Conclusion: Implications of 2022 Medicare Provider Data for Healthcare Policy

Introduction: Understanding Medicare Physician and Practitioner Services

The objective of this study was to examine patterns related to Medicare care, costs incurred, and differences in compensation rendered by care providers in different geographic areas. The data collected by Centers for Medicare & Medicaid Services laid a firm background for examining healthcare utilization and costs in different regions. The preliminary analyses showed differences between reimbursements made by Medicare and costs imposed by care providers, which indicated a possible financial strain on beneficiaries. Through reformatting of the dataset for greater clarity and consistency in presentation. A firm analytical perspective was developed for assessing the impact of Medicare on care access and policy concerns.

Visualizations: Mapping Medicare Service Distributions and Aid Across Geographies

The visual analysis of Medicare service distributions showed patterns in support provision and differences in payment. The scatter plots and box plots showed that Medicare reimbursed about 20% of total costs on a normal basis, although there were occasional instances of full reimbursement. Geographic differences were also found; states of greater cost, New York and California, showed greater differences between reimbursement levels by practitioners and those of Medicare. The opposite, however, showed in a state-by-state breakdown in which some regions, especially in the Northeast, showed a greater number of services per patient. In addition, other states of large numbers of beneficiaries of Medicare failed to achieve the desired levels of services as what was to be expected based on their population. The results point toward a reason for considering medical infrastructure and policy differences in regions when assessing the efficiency of Medicare.

Dataset Manipulations: Refining Medicare Provider Data for 2022

In order to increase this study’s validity, a variety of data manipulation strategies were used, such as location filtering for providers in an effort to focus solely on the United States’ 50 states and aggregating data in relation to state-level metrics of service. The illustration of Medicare support and payment data clarified differences in coverage between regions.
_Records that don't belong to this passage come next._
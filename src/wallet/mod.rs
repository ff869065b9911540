//! Wallet accounts
//!
//! [`BlockFactory`] builds signed blocks from an account state,
//! [`LocalAccount`] tracks one account's committed and pending state, and
//! [`NetworkAccount`] publishes through a ledger collaborator with retry.

pub mod factory;
pub mod local;
pub mod synced;

pub use factory::BlockFactory;
pub use local::{LocalAccount, PendingState};
pub use synced::{NetworkAccount, SyncStatus, DEFAULT_RECEIVE_BATCH_SIZE};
Interestingly, despite its extreme pattern of Medicare support, California reported some of its largest physician-reported charges, which helped support this trend of partial cost coverage. Areas of lower averages of submitted amounts and lower numbers of rendered services per beneficiary, especially in some of the Midwest, may face related barriers to accessing care or unfamiliarity among Medicare beneficiaries. The subsetted and filtered datasets made it possible for a more detailed and nuanced understanding of the pattern of Medicare support.
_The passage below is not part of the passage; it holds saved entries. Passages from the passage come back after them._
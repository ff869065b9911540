//! Configuration management
//!
//! Wallet settings load from TOML and can be overridden from the
//! environment. Settings are plain values handed to the accounts that
//! need them.

pub mod settings;

pub use settings::Settings;
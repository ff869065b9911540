use crate::core::{AccountState, Block, BlockHash, NanoAccount};
use crate::error::Result;
use serde::{Deserialize, Serialize};

/// What the ledger knows about an opened account
#[derive(Debug, Clone, PartialEq, Eq, Serialize, Deserialize)]
pub struct AccountInfo {
    pub frontier: BlockHash,
    pub balance: u128,
    pub representative: NanoAccount,
}

impl AccountInfo {
    /// Account state for a snapshot lookup; an unknown account is unopened
    pub fn into_state(snapshot: Option<AccountInfo>) -> AccountState {
        match snapshot {
            Some(info) => {
                AccountState::from_ledger(Some(info.frontier), info.balance, Some(info.representative))
            }
            None => AccountState::UNOPENED,
        }
    }
}

impl From<AccountInfo> for AccountState {
    fn from(info: AccountInfo) -> Self {
        AccountState::new(info.frontier, info.balance, info.representative)
    }
}

/// A published block as the ledger reports it
#[derive(Debug, Clone, PartialEq, Eq)]
pub struct BlockInfo {
    /// Amount moved by the block, when it moves funds
    pub amount: Option<u128>,
    pub confirmed: bool,
    pub contents: Block,
}

/// A send waiting to be received
#[derive(Debug, Clone, PartialEq, Eq, Serialize, Deserialize)]
pub struct Receivable {
    pub hash: BlockHash,
    pub amount: u128,
    pub source: Option<NanoAccount>,
}

/// Outcome of submitting a block
#[derive(Debug, Clone, PartialEq, Eq)]
pub enum ProcessResponse {
    Accepted(BlockHash),
    /// The node refused the block; the text is its reason verbatim
    Rejected(String),
}

/// The remote ledger. Transport failures are `Err`; a block the node
/// refuses is `Ok(ProcessResponse::Rejected)`.
pub trait LedgerNetwork: Send + Sync {
    /// `None` when the ledger has never seen the account
    fn account_info(&self, account: &NanoAccount) -> Result<Option<AccountInfo>>;

    fn block_info(&self, hash: &BlockHash) -> Result<Option<BlockInfo>>;

    /// Up to `count` receivable sends of at least `threshold` raw, in the
    /// order the node returns them
    fn pending(
        &self,
        account: &NanoAccount,
        count: usize,
        threshold: u128,
    ) -> Result<Vec<Receivable>>;

    fn process(&self, block: &Block) -> Result<ProcessResponse>;
}

#[cfg(test)]
mod tests {
    use super::*;
    use crate::core::block::fixtures::*;

    #[test]
    fn test_snapshot_mapping() {
        assert_eq!(AccountInfo::into_state(None), AccountState::UNOPENED);

        let info = AccountInfo {
            frontier: previous(),
            balance: BALANCE,
            representative: representative(),
        };
        let state = AccountInfo::into_state(Some(info.clone()));
        assert!(state.is_opened());
        assert_eq!(state.balance(), BALANCE);
        assert_eq!(state, AccountState::from(info));
    }
}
Next Steps: Future Research and Policy Considerations

This study sought to discover substantial patterns in Medicare provision, cost variability, and reimbursement differences between different geographic regions for medical practitioners. Future studies may consider examining factors underlying medical specialties in producing these differences and analyzing lasting influences of Medicare policy on medical care access. For example, one limitation of the dataset’s information was the lack of co-insurance data for beneficiaries. This made it difficult to determine if Medicare coverage was intentionally low for outside coverage. In addition, a study of supplemental coverage on financing Medicare support may provide insights on patient financing practices. Policy-making may be enhanced by examining ways of simplifying reimbursement systems, ultimately reducing physician compensation and Medicare financing disparities, which in return, can increase care access throughout the country. This continued study is aimed at further understanding Medicare’s critical position in Medicare provision in the United States.

This study of Medicare services, providers, and fees in 2022 highlights trends and anomalies that impact the healthcare landscape for senior Americans. Understanding these patterns is important for informing policy decisions, improving service delivery, and bridging gaps between Medicare and the public. Thank you for your time and dedication to exploring this data with me!